"Das habilidades que o mundo sabe,
essa ainda é a que faz melhor: Dar voltas".
José Saramago
MAIS UMA VEZ...
Por
Alessandra Leles Rocha
E assim, num piscar de olhos, mais uma vez o curso da vida vira de cabeça para baixo. Ainda que
passemos os dias acreditando piamente que somos donos e senhores do nosso
destino, vem o inesperado e nos puxa o tapete.
Era um dia como
tantos outros. Cada um cumprindo a sua rotina. Acreditando que haveria um
amanhã. E de repente... A vida ficou pelo caminho. Um caminho de rejeitos,
escrito com a fúria do destino anunciado. Lá se foram seres humanos. Sonhos.
Projetos de vida. Ideais... Lá se foi a natureza. Rios. Peixes. Matas.

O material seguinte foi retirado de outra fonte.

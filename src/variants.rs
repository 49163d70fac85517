//! Responsive variant discovery.
//!
//! A photograph usually exists on disk several times: an original plus
//! pre-resized copies in modern encodings, all sharing one *stem*:
//!
//! ```text
//! lake/
//! ├── sunset.jpg          # original, no width marker
//! ├── sunset-800.avif
//! ├── sunset-800.webp
//! ├── sunset-1600.avif
//! └── sunset-1600.webp
//! ```
//!
//! [`canonical_stem`] maps every one of those names to `sunset`;
//! [`collect_variants`] rebuilds the full [`VariantSet`] for a stem by probing
//! a bounded candidate set (configured widths × configured formats) rather
//! than re-listing the directory, so each stem costs O(widths × formats)
//! existence checks.
//!
//! ## Fallback selection
//!
//! The `fallback` URL is what a client shows when it cannot use any `<source>`:
//!
//! 1. take the first non-empty bucket of `jpeg` → `webp` → `avif`
//! 2. within it, the widest entry that carries a width, else its first entry
//! 3. if every bucket is empty, `{web_base}/{stem}.jpg`: a best guess that
//!    may not exist, because the field is never omitted
//!
//! A widthless baseline original therefore beats widthed modern variants.
//!
//! Widthed entries are left in lookup order; consumers sort before building a
//! srcset.

use crate::config::ManifestConfig;
use crate::naming::strip_extension;
use crate::source::DirSource;
use crate::types::{Bucket, Sources, VariantSet, VariantSource};
use std::collections::BTreeSet;
use std::io;
use std::path::Path;

/// Logical base name of an image, shared by all its width/format variants.
///
/// The extension is stripped; a trailing `-` plus 2–5 ASCII digits is treated
/// as a width marker and stripped too.
///
/// - `cover-800.webp` → `cover`
/// - `cover.jpg` → `cover`
/// - `img-12.png` → `img`
/// - `shot-1.jpg` → `shot-1` (one digit is not a width)
/// - `2024-123456.jpg` → `2024-123456` (six digits is not a width)
pub fn canonical_stem(filename: &str) -> String {
    let base = strip_extension(filename);
    match base.rsplit_once('-') {
        Some((stem, digits))
            if (2..=5).contains(&digits.len()) && digits.bytes().all(|b| b.is_ascii_digit()) =>
        {
            stem.to_string()
        }
        _ => base.to_string(),
    }
}

/// Join a URL base and a path segment with exactly one `/`.
pub fn web_join(base: &str, segment: &str) -> String {
    let base = base.trim_end_matches('/');
    let segment = segment.trim_start_matches('/');
    if base.is_empty() {
        segment.to_string()
    } else {
        format!("{base}/{segment}")
    }
}

/// Canonical stems of every image file directly inside `dir`, sorted.
///
/// A missing directory has no stems.
pub fn discover_stems(
    source: &dyn DirSource,
    dir: &Path,
    config: &ManifestConfig,
) -> io::Result<BTreeSet<String>> {
    Ok(source
        .entries(dir)?
        .into_iter()
        .filter(|e| e.is_file() && config.is_image_name(&e.name))
        .map(|e| canonical_stem(&e.name))
        .collect())
}

/// Find every variant file of `stem` in `dir` and select a fallback.
///
/// URLs are `{web_base}/{filename}`.
pub fn collect_variants(
    source: &dyn DirSource,
    dir: &Path,
    web_base: &str,
    stem: &str,
    config: &ManifestConfig,
) -> VariantSet {
    let variants = &config.variants;
    let mut sources = Sources::default();

    for &width in &variants.widths {
        for rule in &variants.formats {
            let name = format!("{stem}-{width}.{}", rule.ext);
            if source.is_file(&dir.join(&name)) {
                sources.bucket_mut(rule.bucket).push(VariantSource {
                    src: web_join(web_base, &name),
                    w: Some(width),
                });
            }
        }
    }

    for rule in &variants.formats {
        let name = format!("{stem}.{}", rule.ext);
        if !source.is_file(&dir.join(&name)) {
            continue;
        }
        let suffix = format!("/{name}");
        let bucket = sources.bucket_mut(rule.bucket);
        if bucket
            .iter()
            .any(|v| v.src == name || v.src.ends_with(&suffix))
        {
            continue;
        }
        bucket.push(VariantSource {
            src: web_join(web_base, &name),
            w: None,
        });
    }

    let fallback =
        select_fallback(&sources).unwrap_or_else(|| web_join(web_base, &format!("{stem}.jpg")));

    VariantSet {
        fallback,
        sizes: variants.sizes.clone(),
        sources,
    }
}

/// Pick the fallback URL from discovered sources, or `None` if there are none.
pub fn select_fallback(sources: &Sources) -> Option<String> {
    let bucket = Bucket::FALLBACK_PRIORITY
        .iter()
        .map(|&b| sources.bucket(b))
        .find(|entries| !entries.is_empty())?;
    bucket
        .iter()
        .filter(|v| v.w.is_some())
        // max_by_key keeps the last maximum; reverse so the first wins
        .rev()
        .max_by_key(|v| v.w)
        .or_else(|| bucket.first())
        .map(|v| v.src.clone())
}
//! Manifest assembly, rendering, and writing.
//!
//! The [`Assembler`] owns a [`ManifestConfig`] and a [`DirSource`] and walks
//! the content root once:
//!
//! ```text
//! images/
//! ├── _drafts/        # Reserved prefix → skipped
//! ├── Toya/           # Location  → CITY_META key, toyaSpots
//! ├── Otaru/          # Location  → otaruSpots
//! ├── food/           # Food      → foodItems
//! ├── gallery/        # Loose     → galleryImages + galleryImagesMeta
//! └── friends/        # Loose     → friendsPhotos + friendsPhotosMeta
//! ```
//!
//! The resulting [`Manifest`] is rendered either as an ES module (the shape
//! the presentation layer imports) or as plain JSON.
//!
//! Output is deterministic: keyed data lives in `BTreeMap`s, every sort has a
//! full tie-break, and ids are unique per collection. The optional generation
//! timestamp is the only part that changes between runs over the same tree.

use crate::config::ManifestConfig;
use crate::scan::{ScanError, scan_food, scan_location, scan_loose_folder};
use crate::source::DirSource;
use crate::types::{CollectionLabel, FoodItem, Photos, Spot};
use crate::variants::web_join;
use chrono::{SecondsFormat, Utc};
use serde::Serialize;
use std::collections::{BTreeMap, BTreeSet};
use std::fs;
use std::path::{Path, PathBuf};
use std::str::FromStr;
use thiserror::Error;
use tracing::{debug, info};
use unicode_normalization::UnicodeNormalization;
use unicode_normalization::char::is_combining_mark;

#[derive(Error, Debug)]
pub enum ManifestError {
    #[error("Scan error: {0}")]
    Scan(#[from] ScanError),
    #[error("JSON serialization error: {0}")]
    Json(#[from] serde_json::Error),
    #[error("Failed to write {path}: {source}")]
    Write {
        path: PathBuf,
        #[source]
        source: std::io::Error,
    },
}

/// Everything the presentation layer needs, computed fresh from the tree.
#[derive(Debug, Clone, PartialEq, Serialize)]
#[serde(rename_all = "camelCase")]
pub struct Manifest {
    /// RFC 3339 UTC time of the run, when timestamps are enabled.
    #[serde(skip_serializing_if = "Option::is_none")]
    pub generated_at: Option<String>,
    /// Display labels per location key, straight from config.
    pub city_meta: BTreeMap<String, CollectionLabel>,
    /// Spots per location key, each list sorted and id-unique.
    pub locations: BTreeMap<String, Vec<Spot>>,
    pub food_items: Vec<FoodItem>,
    pub gallery: Photos,
    pub friends: Photos,
}

impl Manifest {
    /// Total number of photographs across every collection.
    pub fn photo_count(&self) -> usize {
        let spots: usize = self
            .locations
            .values()
            .flatten()
            .map(|s| s.photos.len())
            .sum();
        let food: usize = self.food_items.iter().map(|f| f.photos.len()).sum();
        spots + food + self.gallery.len() + self.friends.len()
    }
}

/// Builds a [`Manifest`] from a content root.
pub struct Assembler<'a> {
    config: ManifestConfig,
    source: &'a dyn DirSource,
}

impl<'a> Assembler<'a> {
    pub fn new(config: ManifestConfig, source: &'a dyn DirSource) -> Self {
        Self { config, source }
    }

    /// True if a top-level directory name is a location collection.
    fn is_location_dir(&self, name: &str) -> bool {
        let reserved =
            !self.config.reserved_prefix.is_empty() && name.starts_with(&self.config.reserved_prefix);
        !reserved
            && !name.starts_with('.')
            && name != self.config.food_dir
            && name != self.config.gallery_dir
            && name != self.config.friends_dir
    }

    /// Location keys: every configured collection plus every location
    /// directory present under `root`, in key order.
    pub fn location_keys(&self, root: &Path) -> Result<Vec<String>, ScanError> {
        let mut keys: BTreeSet<String> = self.config.collections.keys().cloned().collect();
        let entries = self.source.entries(root).map_err(|source| ScanError::Io {
            path: root.to_path_buf(),
            source,
        })?;
        keys.extend(
            entries
                .into_iter()
                .filter(|e| e.is_dir() && self.is_location_dir(&e.name))
                .map(|e| e.name),
        );
        Ok(keys.into_iter().collect())
    }

    /// Scan every collection under `root`.
    pub fn assemble(&self, root: &Path) -> Result<Manifest, ManifestError> {
        let config = &self.config;
        let source = self.source;

        let mut locations = BTreeMap::new();
        for key in self.location_keys(root)? {
            let web_base = web_join(&config.web_base, &key);
            let spots = scan_location(source, &root.join(&key), &web_base, config)?;
            info!(location = %key, spots = spots.len(), "scanned location");
            locations.insert(key, spots);
        }

        let food_items = scan_food(
            source,
            &root.join(&config.food_dir),
            &web_join(&config.web_base, &config.food_dir),
            config,
        )?;
        info!(items = food_items.len(), "scanned food");

        let gallery = scan_loose_folder(
            source,
            &root.join(&config.gallery_dir),
            &web_join(&config.web_base, &config.gallery_dir),
            config,
        )?;
        let friends = scan_loose_folder(
            source,
            &root.join(&config.friends_dir),
            &web_join(&config.web_base, &config.friends_dir),
            config,
        )?;
        info!(
            gallery = gallery.len(),
            friends = friends.len(),
            "scanned loose folders"
        );

        let generated_at = config
            .timestamp
            .then(|| Utc::now().to_rfc3339_opts(SecondsFormat::Secs, true));

        Ok(Manifest {
            generated_at,
            city_meta: config.collections.clone(),
            locations,
            food_items,
            gallery,
            friends,
        })
    }
}

// ============================================================================
// Rendering
// ============================================================================

/// Serialization format of the written manifest.
#[derive(Debug, Clone, Copy, PartialEq, Eq, Default)]
pub enum OutputFormat {
    /// ES module with named exports.
    #[default]
    Js,
    /// The [`Manifest`] as a pretty-printed JSON document.
    Json,
}

impl OutputFormat {
    /// `.json` → [`OutputFormat::Json`]; anything else → [`OutputFormat::Js`].
    pub fn from_path(path: &Path) -> Self {
        match path.extension().and_then(|e| e.to_str()) {
            Some(ext) if ext.eq_ignore_ascii_case("json") => Self::Json,
            _ => Self::Js,
        }
    }
}

impl FromStr for OutputFormat {
    type Err = String;

    fn from_str(s: &str) -> Result<Self, Self::Err> {
        match s.to_ascii_lowercase().as_str() {
            "js" | "mjs" => Ok(Self::Js),
            "json" => Ok(Self::Json),
            other => Err(format!("unknown output format '{other}' (expected js or json)")),
        }
    }
}

const HEADER: &str = "// Auto-generated by gallery-manifest. Do not edit by hand.";

/// Render a manifest in the given format.
pub fn render(manifest: &Manifest, format: OutputFormat) -> Result<String, ManifestError> {
    match format {
        OutputFormat::Js => render_js(manifest),
        OutputFormat::Json => {
            let mut json = serde_json::to_string_pretty(manifest)?;
            json.push('\n');
            Ok(json)
        }
    }
}

fn render_js(manifest: &Manifest) -> Result<String, ManifestError> {
    let mut out = String::new();
    out.push_str(HEADER);
    out.push('\n');
    if let Some(ts) = &manifest.generated_at {
        out.push_str(&format!("// Generated at {ts}\n"));
    }

    push_export(&mut out, "CITY_META", &manifest.city_meta)?;

    let idents = location_identifiers(manifest.locations.keys().map(String::as_str));
    for (key, spots) in &manifest.locations {
        push_export(&mut out, &idents[key], spots)?;
    }

    out.push_str("\nexport const LOCATIONS = {\n");
    for key in manifest.locations.keys() {
        let quoted = serde_json::to_string(key)?;
        out.push_str(&format!("  {quoted}: {},\n", idents[key]));
    }
    out.push_str("};\n");

    push_export(&mut out, "foodItems", &manifest.food_items)?;
    push_export(&mut out, "galleryImages", &manifest.gallery.urls())?;
    push_export(&mut out, "galleryImagesMeta", &manifest.gallery.metas())?;
    push_export(&mut out, "friendsPhotos", &manifest.friends.urls())?;
    push_export(&mut out, "friendsPhotosMeta", &manifest.friends.metas())?;
    Ok(out)
}

fn push_export<T: Serialize + ?Sized>(
    out: &mut String,
    name: &str,
    value: &T,
) -> Result<(), ManifestError> {
    let json = serde_json::to_string_pretty(value)?;
    out.push_str(&format!("\nexport const {name} = {json};\n"));
    Ok(())
}

/// JavaScript export name for each location key: `Toya` → `toyaSpots`,
/// `lake district` → `lakeDistrictSpots`.
///
/// Keys that map to the same name get numeric suffixes in key order.
pub fn location_identifiers<'k>(keys: impl IntoIterator<Item = &'k str>) -> BTreeMap<String, String> {
    let mut used = BTreeSet::new();
    let mut idents = BTreeMap::new();
    for key in keys {
        let base = format!("{}Spots", camel_case(key));
        let mut ident = base.clone();
        let mut n = 2;
        while used.contains(&ident) {
            ident = format!("{base}{n}");
            n += 1;
        }
        used.insert(ident.clone());
        idents.insert(key.to_string(), ident);
    }
    idents
}

/// Characters kept in an export name. Keys are NFKC-folded first, so `²`
/// arrives here as `2`; numbers with no ASCII form are dropped.
fn is_identifier_char(c: char) -> bool {
    c.is_ascii_digit() || c == '_' || c == '$' || (c.is_alphabetic() && !is_combining_mark(c))
}

fn camel_case(key: &str) -> String {
    let folded: String = key.nfkc().collect();
    let mut out = String::new();
    let words = folded
        .split(|c: char| !is_identifier_char(c))
        .filter(|w| !w.is_empty());
    for (i, word) in words.enumerate() {
        let mut chars = word.chars();
        if let Some(first) = chars.next() {
            if i == 0 {
                out.extend(first.to_lowercase());
            } else {
                out.extend(first.to_uppercase());
            }
            out.push_str(chars.as_str());
        }
    }
    match out.chars().next() {
        None => "location".to_string(),
        Some(c) if c.is_ascii_digit() => format!("_{out}"),
        Some(_) => out,
    }
}

// ============================================================================
// Writing
// ============================================================================

/// Render and write a manifest, creating parent directories as needed.
pub fn write_manifest(
    manifest: &Manifest,
    path: &Path,
    format: OutputFormat,
) -> Result<(), ManifestError> {
    let rendered = render(manifest, format)?;
    let write_err = |source| ManifestError::Write {
        path: path.to_path_buf(),
        source,
    };
    if let Some(parent) = path.parent()
        && !parent.as_os_str().is_empty()
    {
        fs::create_dir_all(parent).map_err(write_err)?;
    }
    fs::write(path, rendered).map_err(write_err)?;
    debug!(path = %path.display(), ?format, "wrote manifest");
    Ok(())
}
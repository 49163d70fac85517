use clap::{Parser, Subcommand};
use gallery_manifest::config::{self, CONFIG_FILENAME};
use gallery_manifest::manifest::{Assembler, OutputFormat, write_manifest};
use gallery_manifest::output;
use gallery_manifest::source::FsSource;
use std::path::{Path, PathBuf};
use tracing_subscriber::EnvFilter;

#[derive(Parser)]
#[command(name = "gallery-manifest")]
#[command(about = "Build-time manifest generator for a photo travel journal")]
#[command(long_about = "\
Build-time manifest generator for a photo travel journal

Your filesystem is the data source. Top-level directories become locations,
their subdirectories become spots, and an optional info.json next to the
photos overrides names, ordering, and details.

Content structure:

  images/
  ├── manifest.toml                # Generator config (optional)
  ├── _drafts/                     # Reserved prefix = ignored
  ├── Toya/                        # Location
  │   ├── lake_view/               # Spot
  │   │   ├── info.json            # Sidecar metadata (optional)
  │   │   ├── dawn.jpg             # Baseline image
  │   │   ├── dawn-800.webp        # Width variant of the same photo
  │   │   └── dawn-1600.avif
  │   └── blue-pond.jpg            # Stray image = its own spot
  ├── food/
  │   └── miso_ramen/              # Food item
  ├── gallery/                     # Loose photos
  └── friends/                     # Loose photos

Variant files {stem}-{width}.{ext} are grouped with {stem} into one
responsive descriptor (avif, webp, jpeg buckets plus a fallback URL).

Run 'gallery-manifest gen-config' to generate a documented manifest.toml.")]
#[command(version)]
struct Cli {
    /// Content directory
    #[arg(long, default_value = "images", global = true)]
    source: PathBuf,

    /// Config file [default: <source>/manifest.toml]
    #[arg(long, global = true)]
    config: Option<PathBuf>,

    #[command(subcommand)]
    command: Command,
}

#[derive(Subcommand)]
enum Command {
    /// Scan the content directory and write the manifest
    Generate {
        /// Output file
        #[arg(long, default_value = "src/data.js")]
        output: PathBuf,

        /// Output format: js or json [default: from the output extension]
        #[arg(long)]
        format: Option<OutputFormat>,

        /// Omit the generation timestamp for byte-identical output
        #[arg(long)]
        no_timestamp: bool,
    },
    /// Scan the content directory and print what would be written
    Check,
    /// Print a stock manifest.toml with all options documented
    GenConfig,
}

fn main() -> Result<(), Box<dyn std::error::Error>> {
    init_tracing();
    let cli = Cli::parse();

    match cli.command {
        Command::Generate {
            output,
            format,
            no_timestamp,
        } => {
            let mut config = load_config(&cli.source, cli.config.as_deref())?;
            if no_timestamp {
                config.timestamp = false;
            }
            println!("==> Scanning {}", cli.source.display());
            let manifest = Assembler::new(config, &FsSource).assemble(&cli.source)?;
            output::print_manifest_summary(&manifest);

            let format = format.unwrap_or_else(|| OutputFormat::from_path(&output));
            write_manifest(&manifest, &output, format)?;
            println!();
            output::print_write_summary(&manifest, &output);
        }
        Command::Check => {
            let config = load_config(&cli.source, cli.config.as_deref())?;
            println!("==> Checking {}", cli.source.display());
            let manifest = Assembler::new(config, &FsSource).assemble(&cli.source)?;
            output::print_manifest_summary(&manifest);
            println!("==> Content is valid");
        }
        Command::GenConfig => {
            print!("{}", config::stock_config_toml());
        }
    }

    Ok(())
}

/// Log to stderr so stdout carries only the summary. `RUST_LOG` overrides
/// the default `warn` level.
fn init_tracing() {
    let filter = EnvFilter::try_from_default_env().unwrap_or_else(|_| EnvFilter::new("warn"));
    tracing_subscriber::fmt()
        .with_env_filter(filter)
        .with_writer(std::io::stderr)
        .init();
}

/// Load the explicit config file, or `manifest.toml` in the content root.
fn load_config(
    source: &Path,
    explicit: Option<&Path>,
) -> Result<config::ManifestConfig, Box<dyn std::error::Error>> {
    if !source.is_dir() {
        tracing::warn!(source = %source.display(), "content directory not found, collections will be empty");
    }
    let path = match explicit {
        Some(path) if !path.exists() => {
            return Err(format!("config file not found: {}", path.display()).into());
        }
        Some(path) => path.to_path_buf(),
        None => source.join(CONFIG_FILENAME),
    };
    Ok(config::load_config(&path)?)
}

Mais uma vez. Uma expressão que não aplaca nem diminui a explosão dos sentimentos
extravasados pelos que ficaram. Um “novo” com cara de requentado, de notícia já
contada, de tragédia esperada. E cada
vez que se repete fica a certeza de que a vida tem menor valor.
Talvez, tenha
mesmo para aqueles que enxergam na ótica da peça operária que se pode
substituir. Mas, no senso da empatia a vida é sempre muito valiosa. Por isso,
esse “mais uma vez” arranca da alma
o lamento, a indignação, a solidão... Porque “mais uma vez” a vida parou. A vida do (a) irmão (ã), do (a) pai
(mãe), do (a) amigo (a), de quem se conhece ou não, de quem ainda vive ou não.
Parou no movimento
ininterrupto daquele “barro”, daquela “lama”. Parou no silêncio
atordoante. Parou na angústia gelada.
Parou na dor contorcida. Parou no amor
que existia e agora... O corpo de quem fica, de certo modo, parou de ser o que
já foi. Como protesto inconsciente, seu
movimento é lento, descompassado, contrariando o que acontece à luz de seus
olhos.
Mais uma vez, a vida perdeu para o dinheiro; embora, nenhum dinheiro do mundo compre
a vida ou a traga de volta. Mais uma
vez, dessa disputa desleal entre o SER e o TER, perdemos a noção do quanto
nossas vidas pertencem mais aos outros do que a nós mesmos. Mais uma vez, enganou-se quem pensa que
é o dono do próprio destino; depois da página dois, só Deus para saber o que de
fato nos espera.
Mais uma vez é a história. Que muda os cenários, as personagens, os figurinos; mas,
o enredo é sempre o mesmo. O problema é que mesmo a conhecendo em detalhes
ficamos na expectativa de que algum dia o final possa ser diferente. Mas como
isso seria possível?
Então, “mais uma vez”, está criada a
oportunidade de uma reescrita e assim, transformar o fim da história e deixar
apenas no tempo, as marcas das vezes em que só nos mantivemos impactados pelas
sombras do horror, silenciados pelo peso da omissão. Afinal, nunca se sabe
quando esse “mais uma vez” pode
fazer de você “a vítima da vez”.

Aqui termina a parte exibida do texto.